**TASK TO CARRY OUT**
Exactly reproduce each of the entries shown below.

**Collection entries**
▼

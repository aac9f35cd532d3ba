//! Integration tests for the health endpoint.

mod common;

use std::sync::Arc;

use axum::http::StatusCode;
use storyweave_test_support::{RecordingPublisher, ScriptedGenerator};

#[tokio::test]
async fn test_health_reports_version_and_session_count() {
    let state = common::build_state(
        Arc::new(ScriptedGenerator::new(Vec::new())),
        Arc::new(RecordingPublisher::new("story-1")),
    );
    let (status, _) =
        common::post_empty(common::build_test_app(state.clone()), "/api/v1/stories/sessions").await;
    assert_eq!(status, StatusCode::CREATED);

    let (status, json) = common::get_json(common::build_test_app(state), "/health").await;

    assert_eq!(status, StatusCode::OK);
    assert_eq!(json["status"], "ok");
    assert_eq!(json["version"], env!("CARGO_PKG_VERSION"));
    assert_eq!(json["sessions"], 1);
}
//! Test clock: a `Clock` that only moves when told to.

use std::sync::Mutex;

use chrono::{DateTime, Duration, Utc};
use storyweave_core::clock::Clock;

/// A clock that starts at a fixed instant and advances on demand.
#[derive(Debug)]
pub struct ManualClock(Mutex<DateTime<Utc>>);

impl ManualClock {
    /// Creates a clock reading `at`.
    #[must_use]
    pub fn new(at: DateTime<Utc>) -> Self {
        Self(Mutex::new(at))
    }

    /// Moves the clock forward by `by`.
    ///
    /// # Panics
    ///
    /// Panics if the internal mutex is poisoned.
    pub fn advance(&self, by: Duration) {
        let mut now = self.0.lock().unwrap();
        *now += by;
    }
}

impl Clock for ManualClock {
    fn now(&self) -> DateTime<Utc> {
        *self.0.lock().unwrap()
    }
}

▲

**FINISHED TASK**
repository aac9f35cd532d3ba
//! Integration tests for the health endpoint.

mod common;

use std::sync::Arc;

use axum::http::StatusCode;
use storyweave_test_support::{RecordingPublisher, ScriptedGenerator};

#[tokio::test]
async fn test_health_reports_version_and_session_count() {
    let state = common::build_state(
        Arc::new(ScriptedGenerator::new(Vec::new())),
        Arc::new(RecordingPublisher::new("story-1")),
    );
    let (status, _) =
        common::post_empty(common::build_test_app(state.clone()), "/api/v1/stories/sessions").await;
    assert_eq!(status, StatusCode::CREATED);

    let (status, json) = common::get_json(common::build_test_app(state), "/health").await;

    assert_eq!(status, StatusCode::OK);
    assert_eq!(json["status"], "ok");
    assert_eq!(json["version"], env!("CARGO_PKG_VERSION"));
    assert_eq!(json["sessions"], 1);
}
//! Test clock: a `Clock` that only moves when told to.

use std::sync::Mutex;

use chrono::{DateTime, Duration, Utc};
use storyweave_core::clock::Clock;

/// A clock that starts at a fixed instant and advances on demand.
#[derive(Debug)]
pub struct ManualClock(Mutex<DateTime<Utc>>);

impl ManualClock {
    /// Creates a clock reading `at`.
    #[must_use]
    pub fn new(at: DateTime<Utc>) -> Self {
        Self(Mutex::new(at))
    }

    /// Moves the clock forward by `by`.
    ///
    /// # Panics
    ///
    /// Panics if the internal mutex is poisoned.
    pub fn advance(&self, by: Duration) {
        let mut now = self.0.lock().unwrap();
        *now += by;
    }
}

impl Clock for ManualClock {
    fn now(&self) -> DateTime<Utc> {
        *self.0.lock().unwrap()
    }
}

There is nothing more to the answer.